If you have favicon on your site, remove it and try again. If your problem resolved, refactor your favicon url
I'm doing more or less the same thing now, and noticed the same thing.
I'm testing my server by entering the api address in chrome like this:
http://127.0.0.1:1337/links/1
my Node.js server is then responding with a json object depending on the id.
I set up a console log in the get method and noticed that when I change the id in the address bar of chrome it sends a request (before hitting enter to actually send the request) and the server accepts another request after I actually hit enter. This happens with and without having the chrome dev console open.
IE 11 doesn't seem to work in the same way but I don't have Firefox installed right now.
Hope that helps someone even if this was a kind of old thread :)
/J
I am to fix with listen.setTimeout and axios.defaults.timeout = 36000000
Node js
var timeout = require('connect-timeout'); //express v4
//in cors putting options response code for 200 and pre flight to false
app.use(cors({ preflightContinue: false, optionsSuccessStatus: 200 }));
//to put this middleaware in final of middleawares
app.use(timeout(36000000)); //10min
app.use((req, res, next) => {
if (!req.timedout) next();
});
var listen = app.listen(3333, () => console.log('running'));
listen.setTimeout(36000000); //10min
React
import axios from 'axios';
axios.defaults.timeout = 36000000;//10min
After of 2 days trying
you might have to increase the timeout even more. I haven't seen the express source but it just sounds on timeout, it retries.
Ensure you give res.send(); The axios call expects a value from the server and hence sends back a call request after 120 seconds.

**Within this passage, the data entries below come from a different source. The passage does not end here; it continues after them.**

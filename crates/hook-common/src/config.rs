//! Hook configuration.
//!
//! Built once at startup and passed to the runners, so nothing reads global
//! state while a hook is running.

use crate::debug::{DEBUG_ENV, LOG_PATH_ENV};
use camino::Utf8PathBuf;

/// ktlint release used when neither the command line nor the environment
/// asks for another one.
pub const DEFAULT_KTLINT_VERSION: &str = "1.5.0";

/// Overrides the default ktlint version.
pub const KTLINT_VERSION_ENV: &str = "FORMAT_HOOKS_KTLINT_VERSION";

/// Overrides the artifact cache directory.
pub const CACHE_DIR_ENV: &str = "FORMAT_HOOKS_CACHE_DIR";

const CACHE_DIR_NAME: &str = "format-hooks";

#[derive(Debug, Clone, PartialEq, Eq)]
pub struct HookConfig {
    /// Default ktlint release
    pub ktlint_version: String,
    /// Where downloaded formatter artifacts are kept
    pub cache_dir: Utf8PathBuf,
    /// JSONL debug log, `None` when debug logging is off
    pub debug_log: Option<Utf8PathBuf>,
}

impl Default for HookConfig {
    fn default() -> Self {
        Self {
            ktlint_version: DEFAULT_KTLINT_VERSION.to_string(),
            cache_dir: default_cache_dir(),
            debug_log: None,
        }
    }
}

impl HookConfig {
    /// Defaults with environment overrides applied.
    pub fn from_env() -> Self {
        Self::from_lookup(|key| std::env::var(key).ok())
    }

    /// Defaults with overrides taken from `lookup`. Empty values are ignored.
    pub fn from_lookup(lookup: impl Fn(&str) -> Option<String>) -> Self {
        let get = |key: &str| lookup(key).filter(|v| !v.trim().is_empty());
        let defaults = Self::default();

        let cache_dir = get(CACHE_DIR_ENV)
            .map(Utf8PathBuf::from)
            .unwrap_or(defaults.cache_dir);

        let debug_log = lookup(DEBUG_ENV).map(|_| {
            get(LOG_PATH_ENV)
                .map(Utf8PathBuf::from)
                .unwrap_or_else(|| cache_dir.join("logs").join("hook-debug.jsonl"))
        });

        Self {
            ktlint_version: get(KTLINT_VERSION_ENV).unwrap_or(defaults.ktlint_version),
            cache_dir,
            debug_log,
        }
    }

    /// Use `version` when given, otherwise the configured default.
    pub fn ktlint_version_or_default(&self, version: Option<&str>) -> String {
        version
            .filter(|v| !v.trim().is_empty())
            .unwrap_or(&self.ktlint_version)
            .to_string()
    }
}

/// `~/.cache/format-hooks` on Linux, the platform equivalent elsewhere.
fn default_cache_dir() -> Utf8PathBuf {
    dirs::cache_dir()
        .and_then(|dir| Utf8PathBuf::from_path_buf(dir).ok())
        .map(|dir| dir.join(CACHE_DIR_NAME))
        .unwrap_or_else(|| Utf8PathBuf::from(".cache").join(CACHE_DIR_NAME))
}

I had the same issue doing this with Express 4. I believe it has to do with how it resolves request params. The solution is to ensure your params are resolved by for example checking them in an if block:
app.get('/:conversation', (req, res) => {
let url = req.params.conversation;
//Only handle request when params have resolved
if (url) {
res.redirect(301, 'http://'+ url + '.com')
}
})
In my case, my Axios POST requests were received twice by Express, the first one without body, the second one with the correct payload. The same request sent from Postman only received once correctly. It turned out that Express was run on a different port so my requests were cross origin. This caused Chrome to sent a preflight OPTION method request to the same url (the POST url) and my app.all routing in Express processed that one too.
app.all('/api/:cmd', require('./api.js'));
Separating POST from OPTIONS solved the issue:
app.post('/api/:cmd', require('./api.js'));
app.options('/', (req, res) => res.send());
I met the same problem. Then I tried to add return, it didn't work. But it works when I add return res.redirect('/path');
I had the same problem. Then I opened the Chrome dev tools and found out that the favicon.ico was requested from my Express.js application. I needed to fix the way how I registered the middleware.
Screenshot of Chrome dev tools
I also had double requests. In my case it was the forwarding from http to https protocol. You can check if that's the case by looking comparing
req.headers['x-forwarded-proto']
It will either be 'http' or 'https'.
I could fix my issue simply by adjusting the order in which my middlewares trigger.